My son knows I’m an editor, that I help to make books and magazines, and that sometimes I have to write about funny stuff like toilet paper or awesome stuff like Thomas the Tank Engine. He even proudly told a schoolmate’s mother that his mom was “an awful”—to her horror—until she realized from the context of their conversation that he was trying to say “an author” (a word he’d recently learned on Sesame Street—you rocked that vocab word, by the way, Lauren Graham).

I could tell by the look on his face today that he wanted to know more, to understand better what I do all day and why. So I took a stab at breaking down my career choice in a way a preschooler could understand it. The explanation came out quite easily, and it even surprised me a little.

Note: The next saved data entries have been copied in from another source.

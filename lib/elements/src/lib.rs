//! Static information element catalogs for NetFlow v9 and IPFIX.
//!
//! NetFlow v9 field types: https://www.rfc-editor.org/rfc/rfc3954#section-8
//! IPFIX information elements: https://www.iana.org/assignments/ipfix/ipfix.xhtml

pub mod ipfix;
pub mod netflow9;

/// The length used by a field specifier to announce a variable length value.
pub const VARIABLE_LENGTH: u16 = 65535;

/// Semantic type of an element, used to pick a decoder for the raw bytes.
#[derive(Clone, Copy, Debug, PartialEq, Eq, Hash)]
pub enum Kind {
    Unsigned,
    Signed,
    Float,
    Boolean,
    MacAddress,
    Ipv4Address,
    Ipv6Address,
    String,
    Octets,
    DateTimeSeconds,
    DateTimeMilliseconds,
    DateTimeMicroseconds,
    DateTimeNanoseconds,
}

#[derive(Clone, Copy, Debug, PartialEq, Eq)]
pub enum Length {
    Fixed(u16),
    Variable,
}

#[derive(Debug, PartialEq, Eq)]
pub struct Element {
    pub id: u16,
    pub name: &'static str,
    pub length: Length,
    pub kind: Kind,
}

impl Element {
    pub(crate) const fn fixed(id: u16, name: &'static str, length: u16, kind: Kind) -> Self {
        Element {
            id,
            name,
            length: Length::Fixed(length),
            kind,
        }
    }

    pub(crate) const fn variable(id: u16, name: &'static str, kind: Kind) -> Self {
        Element {
            id,
            name,
            length: Length::Variable,
            kind,
        }
    }

    /// The length an exporter uses when it does not say otherwise, `None`
    /// for variable length elements.
    #[inline]
    pub fn default_length(&self) -> Option<u16> {
        match self.length {
            Length::Fixed(length) => Some(length),
            Length::Variable => None,
        }
    }

    /// Numeric elements may be sent with reduced size encoding, but never
    /// wider than their default length.
    #[inline]
    pub fn max_length(&self) -> Option<u16> {
        self.default_length()
    }
}

/// Which catalog a field identifier belongs to.
#[derive(Clone, Copy, Debug, PartialEq, Eq)]
pub enum Catalog {
    NetFlow9,
    NetFlow9Scope,
    Ipfix,
}

pub fn lookup(catalog: Catalog, id: u16) -> Option<&'static Element> {
    let table = match catalog {
        Catalog::NetFlow9 => netflow9::FIELDS,
        Catalog::NetFlow9Scope => netflow9::SCOPES,
        Catalog::Ipfix => ipfix::ELEMENTS,
    };

    table
        .binary_search_by_key(&id, |element| element.id)
        .ok()
        .map(|index| &table[index])
}

#[cfg(test)]
mod tests {
    use super::*;

    #[test]
    fn tables_are_sorted() {
        for table in [netflow9::FIELDS, netflow9::SCOPES, ipfix::ELEMENTS] {
            for pair in table.windows(2) {
                assert!(
                    pair[0].id < pair[1].id,
                    "{} ({}) must come before {} ({})",
                    pair[0].name,
                    pair[0].id,
                    pair[1].name,
                    pair[1].id
                );
            }
        }
    }

    #[test]
    fn lookup_known() {
        let tests = [
            (Catalog::NetFlow9, 8, "IPV4_SRC_ADDR", Some(4)),
            (Catalog::NetFlow9, 82, "IF_NAME", None),
            (Catalog::NetFlow9Scope, 2, "Interface", Some(4)),
            (Catalog::Ipfix, 1, "octetDeltaCount", Some(8)),
            (Catalog::Ipfix, 27, "sourceIPv6Address", Some(16)),
            (Catalog::Ipfix, 82, "interfaceName", None),
        ];

        for (catalog, id, name, length) in tests {
            let element = lookup(catalog, id).unwrap();
            assert_eq!(element.name, name);
            assert_eq!(element.default_length(), length);
        }
    }

    #[test]
    fn lookup_unknown() {
        assert!(lookup(Catalog::NetFlow9, 43).is_none());
        assert!(lookup(Catalog::NetFlow9Scope, 6).is_none());
        assert!(lookup(Catalog::Ipfix, 0).is_none());
    }
}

I explained to him that I like being an editor because, to my mind, it’s like a game or a puzzle. All those papers he saw spread out around me are like the rules of the game, and the fun is pushing my brain to remember all the rules and then making sure they’re followed in whatever I’m reading. It’s like the classic “Look and Look Again” game from his Highlights magazine. If I can identify all the things that are missing, I “win,” because I’ve helped complete the author’s puzzle.

I guess it was a good answer, because he listened intently, nodded, and then said, “I want to be an editor.”

“It’s a cool job, but you really have to like reading, because that’s pretty much what I do all day.”

“I love to read,” he enthused. Then, his attention already spent, he bounded back out of the room.

It doesn’t make a bit of difference to me whether my son becomes an editor, or follows in his father’s more technologically inclined footsteps, or finds a completely different path for himself. But a part of me does feel proud that even at his age, he recognizes the attraction of and value in my work, and if I’ve been able to instill (and continue to nurture) in him a love of reading, I guess that’s the biggest win of all.